会社法第361条1項の趣旨は、お手盛り防止という政策目的であると考えられています。
問題の所在
会社法は、361条1項は、取締役の報酬、賞与その他の職務執行の対価として株式会社から受ける財産上の利益(以下この章において「報酬等」という。)について、次に掲げる事項は、定款に当該事項を定めていないときは、株主総会の決議によって定める旨規定しています。

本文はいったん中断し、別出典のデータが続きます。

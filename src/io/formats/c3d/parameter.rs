// SPDX-FileCopyrightText: 2026 ArcheBase
//
// SPDX-License-Identifier: MulanPSL-2.0

//! C3D parameter section parser.
//!
//! The parameter section is a flat list of group and parameter records.
//! Groups carry a negative id, parameters carry the positive id of the group
//! they belong to, and records may appear in any order.
//!
//! # Record Format
//!
//! ```text
//! i8  name_len   (negative = locked, 0 = end of section)
//! i8  id         (negative = group, positive = parameter of group id)
//! u8  name[|name_len|]
//! i16 offset     (to next record, counted from this field; 0 = last)
//! -- group --
//! u8  desc_len, desc
//! -- parameter --
//! i8  type       (-1 char, 1 byte, 2 int16, 4 float)
//! u8  ndims, u8 dims[ndims]
//! data[|type| * product(dims)]
//! u8  desc_len, desc
//! ```

use std::collections::HashMap;

use tracing::debug;

use crate::core::Processor;
use crate::{CodecError, Result};

/// Size of the parameter section header preceding the first record.
pub const SECTION_HEADER_SIZE: usize = 4;

/// Raw parameter values, in file storage order.
#[derive(Debug, Clone, PartialEq)]
pub enum ParameterData {
    /// Character data (type -1)
    Char(Vec<u8>),
    /// Byte data (type 1)
    Byte(Vec<u8>),
    /// Signed 16-bit integers (type 2)
    Int16(Vec<i16>),
    /// 32-bit floats (type 4)
    Float(Vec<f32>),
}

impl ParameterData {
    /// Number of stored elements.
    pub fn len(&self) -> usize {
        match self {
            ParameterData::Char(v) | ParameterData::Byte(v) => v.len(),
            ParameterData::Int16(v) => v.len(),
            ParameterData::Float(v) => v.len(),
        }
    }

    /// Whether no elements are stored.
    pub fn is_empty(&self) -> bool {
        self.len() == 0
    }

    /// Type name for diagnostics.
    pub fn type_name(&self) -> &'static str {
        match self {
            ParameterData::Char(_) => "char",
            ParameterData::Byte(_) => "byte",
            ParameterData::Int16(_) => "int16",
            ParameterData::Float(_) => "float",
        }
    }
}

/// A single named parameter.
#[derive(Debug, Clone, PartialEq)]
pub struct Parameter {
    /// Upper-case parameter name
    pub name: String,
    /// Free-text description
    pub description: String,
    /// Whether the record was marked locked
    pub locked: bool,
    dimensions: Vec<usize>,
    data: ParameterData,
}

impl Parameter {
    /// Create a parameter from decoded parts.
    pub fn new(name: impl Into<String>, dimensions: Vec<usize>, data: ParameterData) -> Self {
        Self {
            name: name.into().to_uppercase(),
            description: String::new(),
            locked: false,
            dimensions,
            data,
        }
    }

    /// Declared dimensions (first dimension varies fastest).
    pub fn dimensions(&self) -> &[usize] {
        &self.dimensions
    }

    /// Raw stored data.
    pub fn data(&self) -> &ParameterData {
        &self.data
    }

    /// Whether the parameter holds no values.
    ///
    /// A zero leading dimension counts as empty even if other dimensions
    /// are non-zero.
    pub fn is_empty(&self) -> bool {
        self.dimensions.first() == Some(&0) || self.data.is_empty()
    }

    /// First element as a float, for numeric parameters.
    pub fn as_f64(&self) -> Option<f64> {
        if self.is_empty() {
            return None;
        }
        self.as_f64_vec().and_then(|v| v.first().copied())
    }

    /// All elements as floats, for numeric parameters.
    pub fn as_f64_vec(&self) -> Option<Vec<f64>> {
        match &self.data {
            ParameterData::Char(_) => None,
            ParameterData::Byte(v) => Some(v.iter().map(|&b| b as f64).collect()),
            ParameterData::Int16(v) => Some(v.iter().map(|&i| i as f64).collect()),
            ParameterData::Float(v) => Some(v.iter().map(|&f| f as f64).collect()),
        }
    }

    /// All elements as integers, for integral parameters.
    pub fn as_i64_vec(&self) -> Option<Vec<i64>> {
        match &self.data {
            ParameterData::Byte(v) => Some(v.iter().map(|&b| b as i64).collect()),
            ParameterData::Int16(v) => Some(v.iter().map(|&i| i as i64).collect()),
            _ => None,
        }
    }

    /// First element as a non-negative count.
    pub fn as_count(&self) -> Option<usize> {
        match &self.data {
            // Counts above 32767 are written as the unsigned reinterpretation.
            ParameterData::Int16(v) => v.first().map(|&i| i as u16 as usize),
            ParameterData::Byte(v) => v.first().map(|&b| b as usize),
            ParameterData::Float(v) => v
                .first()
                .filter(|f| f.is_finite() && **f >= 0.0)
                .map(|&f| f as usize),
            ParameterData::Char(_) => None,
        }
    }

    /// Character data split into strings, with trailing blanks trimmed.
    ///
    /// The first dimension is the string length and the remaining
    /// dimensions give the array shape. Returns `None` for non-char data.
    pub fn raw_strings(&self) -> Option<Vec<&[u8]>> {
        let ParameterData::Char(bytes) = &self.data else {
            return None;
        };

        let strings = match self.dimensions.split_first() {
            None => vec![bytes.as_slice()],
            Some((&0, _)) => Vec::new(),
            Some((&len, rest)) => {
                let count: usize = rest.iter().product();
                bytes.chunks(len).take(count).collect()
            }
        };

        Some(strings.into_iter().map(trim_trailing_blanks).collect())
    }

    /// Number of strings stored in a char parameter.
    pub fn string_count(&self) -> usize {
        self.raw_strings().map(|s| s.len()).unwrap_or(0)
    }
}

fn trim_trailing_blanks(bytes: &[u8]) -> &[u8] {
    let end = bytes
        .iter()
        .rposition(|&b| b != b' ' && b != 0)
        .map(|i| i + 1)
        .unwrap_or(0);
    &bytes[..end]
}

/// A named parameter group.
#[derive(Debug, Clone, Default, PartialEq)]
pub struct Group {
    /// Group id (positive)
    pub id: u8,
    /// Upper-case group name
    pub name: String,
    /// Free-text description
    pub description: String,
    parameters: HashMap<String, Parameter>,
}

impl Group {
    /// Create an empty group.
    pub fn new(id: u8, name: impl Into<String>) -> Self {
        Self {
            id,
            name: name.into().to_uppercase(),
            ..Self::default()
        }
    }

    /// Look up a parameter by name (case-insensitive).
    pub fn get(&self, name: &str) -> Option<&Parameter> {
        self.parameters.get(&name.to_uppercase())
    }

    /// Add or replace a parameter.
    pub fn insert(&mut self, parameter: Parameter) {
        self.parameters.insert(parameter.name.clone(), parameter);
    }

    /// Iterate over parameters in no particular order.
    pub fn parameters(&self) -> impl Iterator<Item = &Parameter> {
        self.parameters.values()
    }
}

/// Parsed parameter section.
#[derive(Debug, Clone, Default)]
pub struct ParameterSection {
    groups: HashMap<String, Group>,
}

/// Bounds-checked byte cursor over the parameter section.
struct SectionCursor<'a> {
    bytes: &'a [u8],
    pos: usize,
}

impl<'a> SectionCursor<'a> {
    fn take(&mut self, n: usize) -> Result<&'a [u8]> {
        if self.pos + n > self.bytes.len() {
            return Err(CodecError::format(
                "ParameterSection::parse",
                format!(
                    "record at byte {} needs {n} bytes, section has {}",
                    self.pos,
                    self.bytes.len()
                ),
            ));
        }
        let slice = &self.bytes[self.pos..self.pos + n];
        self.pos += n;
        Ok(slice)
    }

    fn u8(&mut self) -> Result<u8> {
        Ok(self.take(1)?[0])
    }

    fn text(&mut self, n: usize) -> Result<String> {
        Ok(String::from_utf8_lossy(self.take(n)?).trim().to_string())
    }
}

impl ParameterSection {
    /// Parse the parameter section.
    ///
    /// `bytes` starts at the section header; records begin after
    /// [`SECTION_HEADER_SIZE`] bytes.
    pub fn parse(bytes: &[u8], processor: Processor) -> Result<Self> {
        let mut cursor = SectionCursor {
            bytes,
            pos: SECTION_HEADER_SIZE,
        };
        let mut groups: HashMap<u8, Group> = HashMap::new();
        let mut pending: Vec<(u8, Parameter)> = Vec::new();

        while cursor.pos + 2 <= bytes.len() {
            let name_len = cursor.u8()? as i8;
            let id = cursor.u8()? as i8;
            if name_len == 0 || id == 0 {
                break;
            }

            let name = cursor.text(name_len.unsigned_abs() as usize)?.to_uppercase();
            let offset_pos = cursor.pos;
            let offset = processor.i16_from(cursor.take(2)?);

            if id < 0 {
                let desc_len = cursor.u8()? as usize;
                let description = cursor.text(desc_len)?;
                let group_id = id.unsigned_abs();
                let group = groups
                    .entry(group_id)
                    .or_insert_with(|| Group::new(group_id, &name));
                group.name = name;
                group.description = description;
            } else {
                let mut parameter = Self::parse_parameter(&mut cursor, processor, name)?;
                parameter.locked = name_len < 0;
                pending.push((id as u8, parameter));
            }

            if offset <= 0 {
                break;
            }
            cursor.pos = offset_pos + offset as usize;
        }

        for (group_id, parameter) in pending {
            match groups.get_mut(&group_id) {
                Some(group) => group.insert(parameter),
                None => debug!(
                    parameter = %parameter.name,
                    group_id,
                    "dropping parameter of undeclared group"
                ),
            }
        }

        let groups: HashMap<String, Group> = groups
            .into_values()
            .map(|group| (group.name.clone(), group))
            .collect();
        debug!(groups = groups.len(), "parsed parameter section");

        Ok(Self { groups })
    }

    fn parse_parameter(
        cursor: &mut SectionCursor<'_>,
        processor: Processor,
        name: String,
    ) -> Result<Parameter> {
        let type_code = cursor.u8()? as i8;
        let ndims = cursor.u8()? as usize;
        let dimensions: Vec<usize> = cursor.take(ndims)?.iter().map(|&d| d as usize).collect();
        let count: usize = dimensions.iter().product();

        let data = match type_code {
            -1 => ParameterData::Char(cursor.take(count)?.to_vec()),
            1 => ParameterData::Byte(cursor.take(count)?.to_vec()),
            2 => ParameterData::Int16(
                cursor
                    .take(count * 2)?
                    .chunks_exact(2)
                    .map(|w| processor.i16_from(w))
                    .collect(),
            ),
            4 => ParameterData::Float(
                cursor
                    .take(count * 4)?
                    .chunks_exact(4)
                    .map(|w| processor.f32_from(w))
                    .collect(),
            ),
            other => {
                return Err(CodecError::format(
                    "ParameterSection::parse",
                    format!("parameter '{name}' has unknown data type {other}"),
                ))
            }
        };

        let desc_len = cursor.u8()? as usize;
        let description = cursor.text(desc_len)?;

        Ok(Parameter {
            name,
            description,
            locked: false,
            dimensions,
            data,
        })
    }

    /// Look up a group by name (case-insensitive).
    pub fn group(&self, name: &str) -> Option<&Group> {
        self.groups.get(&name.to_uppercase())
    }

    /// Look up `GROUP:PARAMETER`.
    pub fn get(&self, group: &str, parameter: &str) -> Option<&Parameter> {
        self.group(group).and_then(|g| g.get(parameter))
    }

    /// Collect a label list spread over `NAME`, `NAME2`, `NAME3`, ...
    ///
    /// Large captures continue label arrays in numbered sibling
    /// parameters once the first one reaches 255 entries.
    pub fn continued_strings(&self, group: &str, parameter: &str) -> Vec<&[u8]> {
        let mut out = Vec::new();
        let Some(first) = self.get(group, parameter).and_then(|p| p.raw_strings()) else {
            return out;
        };
        out.extend(first);
        for n in 2.. {
            match self
                .get(group, &format!("{parameter}{n}"))
                .and_then(|p| p.raw_strings())
            {
                Some(more) => out.extend(more),
                None => break,
            }
        }
        out
    }

    /// Number of groups.
    pub fn len(&self) -> usize {
        self.groups.len()
    }

    /// Whether the section declared no groups.
    pub fn is_empty(&self) -> bool {
        self.groups.is_empty()
    }

    /// Iterate over groups in no particular order.
    pub fn groups(&self) -> impl Iterator<Item = &Group> {
        self.groups.values()
    }
}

それでは、退職慰労金は、「報酬等」に該当するのでしょうか。
退職慰労金を決定するときには、当該取締役が退任していることから、問題となります。
裁判例
最高裁判所は、「株式会社の役員に対する退職慰労金は、その在職中における職務執行の対価として支給されるものである限り、商法280条、同269条にいう報酬に含まれるものと解すべく、これにつき定款にその額の定めがない限り株主総会の決議をもってこれを定むべきものであり、無条件に取締役会の決定に一任することは許されないこと所論のとおりであるが・・・前記退職慰労金支給決議は、その金額、支給期日、支給方法を無条件に取締役会の決定に一任した趣旨でなく、前記の如き一定の基準に従うべき趣旨であること前示のとおりである以上、株主総会においてその金額等に関する一定の枠が決定されたものというべきであるから、これをもって同条の趣旨に反し無効の決議であるということはできない。」旨判示しています。
まとめ
実務では、最高裁判所の判例をふまえて、法的問題が生じないように留意する必要があると思います。